Le professeur Sangoun, une fois la séance de travail manuel terminée, séance interrompue par le déclin de la lumière sur la station, entraîna la troupe dans un cabanon en bois dont les murs étaient tant dehors que dedans tapissés de clins en sapin du Nord (une promo de chez Ikea). Une cheminée en granit occupait le centre de l’habitat, et un feu cigalien craquetait dans son foyer. Une grande table autour de laquelle étaient disposés deux bancs composait l’essentiel de l’ameublement, ponctué d’un confiturier rustique. Les stagiaires s’assirent, se frottant les mains pour les réchauffer, alors que le professeur, après avoir, comme par magie, sorti un thermos et des bols en plastique de son sac à dos, versait à chacun une bonne dose de thé fumant aromatisé au génépi. Chacun trempa religieusement les lèvres dans son bol, avant que le professeur ne démarre son cours de formation. Chinette eut une pensée fulgurante pour sa caravane, qui était tout de même bien plus cosy que ce bungalow pour ours mal léché. Et le fait qu’elle préférait le café espresso au thé entama son moral. Du coup, elle ne suivit le cours que d’une oreille distraite. Il faut avouer que la théorie développée par le professeur Sangoun était assez complexe pour la plupart des stagiaires.

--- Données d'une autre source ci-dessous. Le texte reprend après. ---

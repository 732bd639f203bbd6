// ── Notification domain types ──

use serde::{Deserialize, Serialize};
use serde_json::{Map, Value};

/// Host flag bit marking a notification as the summary of a group.
pub const FLAG_GROUP_SUMMARY: u32 = 0x0000_0200;

/// A notification exactly as the host delivers it to the listener.
///
/// The pipeline never classifies this directly; the event source adapter
/// converts it into a [`RawNotificationEvent`] first.
#[derive(Debug, Clone, PartialEq, Serialize, Deserialize)]
pub struct HostNotification {
    /// Package (source app) that posted the notification.
    pub package_name: String,
    /// Host-unique key of this notification instance.
    pub key: String,
    #[serde(default)]
    pub group_key: Option<String>,
    /// Epoch milliseconds at which the host posted the notification.
    #[serde(default)]
    pub post_time: i64,
    /// Host notification flags (see [`FLAG_GROUP_SUMMARY`]).
    #[serde(default)]
    pub flags: u32,
    /// Content extras: `title`, `text`, `big_text`, `sub_text` and anything else.
    #[serde(default)]
    pub extras: Map<String, Value>,
}

impl HostNotification {
    pub fn is_group_summary(&self) -> bool {
        self.flags & FLAG_GROUP_SUMMARY != 0
    }
}

/// Immutable notification event flowing through the pipeline.
///
/// Created once at callback time and shared with bus subscribers as
/// `Arc<RawNotificationEvent>`; no stage mutates it.
#[derive(Debug, Clone, PartialEq, Serialize, Deserialize)]
pub struct RawNotificationEvent {
    pub source_app: String,
    pub title: Option<String>,
    pub body: Option<String>,
    /// Opaque passthrough of the host's extras.
    #[serde(default)]
    pub extras: Map<String, Value>,
    pub posted_at_millis: i64,
    /// Unique per notification instance. Treated as an opaque handle.
    pub event_key: String,
    pub group_key: Option<String>,
    pub is_group_summary: bool,
}

impl RawNotificationEvent {
    /// Minimal event for a source app, used when building events by hand.
    pub fn new(source_app: impl Into<String>, event_key: impl Into<String>) -> Self {
        Self {
            source_app: source_app.into(),
            title: None,
            body: None,
            extras: Map::new(),
            posted_at_millis: 0,
            event_key: event_key.into(),
            group_key: None,
            is_group_summary: false,
        }
    }

    pub fn with_title(mut self, title: impl Into<String>) -> Self {
        self.title = Some(title.into());
        self
    }

    pub fn with_body(mut self, body: impl Into<String>) -> Self {
        self.body = Some(body.into());
        self
    }

    pub fn with_group_summary(mut self, is_group_summary: bool) -> Self {
        self.is_group_summary = is_group_summary;
        self
    }
}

Le cours suivait la logique que voici, ici résumée : l’art divinatoire débutait au pied d’une montagne symbolique, qui représentait le présent (le pied) face à l’avenir (le sommet). Le remonte-pente constituait le moyen de s’élever dans l’esprit, donc d’entrevoir le futur, tout en conservant la mémoire du passé, par le simple transfert induit bas vers haut, et réciproquement. Ainsi, l’exercice du resserrage des boulons permettait une approche circonstancielle de la roue de la fortune, bonne ou mauvaise, la hauteur des pylône sur lesquels ces roues étaient arrimées le risque, donc le sentiment de la chute et de la mort, et, graduellement, pylône après pylône, l’élévation de l’esprit vers le sommet avec vue dégagée sur le panorama universel de la nature humaine, aspect dont la profession se devait d’être exemplairement imbibée, pour mieux rayonner, car on ne peut lire l’avenir d’un client si l’on passe son temps au pied des remontées mécaniques, vu qu’il est alors impossible de deviner dans les arcanes d’un remonte-pente le destin d’un skieur qui resquille. Sur ces mots, le professeur sortit le jéroboam de génépi et tous trinquèrent jusqu’à l’heure du repas, qu’ils prendraient à l’auberge des Crêtes, au-dessus de la station, avant de redescendre dormir dans la yourte (marque Belambra, en promo chez Détalkhon), où leur couchette avait été réservée pour la nuit.

Le lendemain matin, le bus attendait Chinette et quelques autres égarés de l’art divinatoire devant la maison de la montagne, qui portait bien son nom, car s’appeler maison de la campagne ou du littoral aurait certainement fait fuir les touristes. Le stage était terminé. La remontée vers le nord passa par la descente dans la vallée, puis le temps coula dans le transport ensommeillé jusqu’à l’arrivée à la gare routière, à environ deux cents mètres du quai Henri IV, où seul Guido attendait Chinette. Il avait programmé son retour sur son portable, manipulation dont il était le seul à connaître la façon de procéder. Sinon, comme les autres, il aurait complètement oublié que Chinette rentrait ce jour-là, comme les autres abrutis qu’étaient John, O, et consorts. Pour le remercier, Chinette lui offrit la clé de 25, qu’elle avait chapardé pour recouvrer un peu ses frais.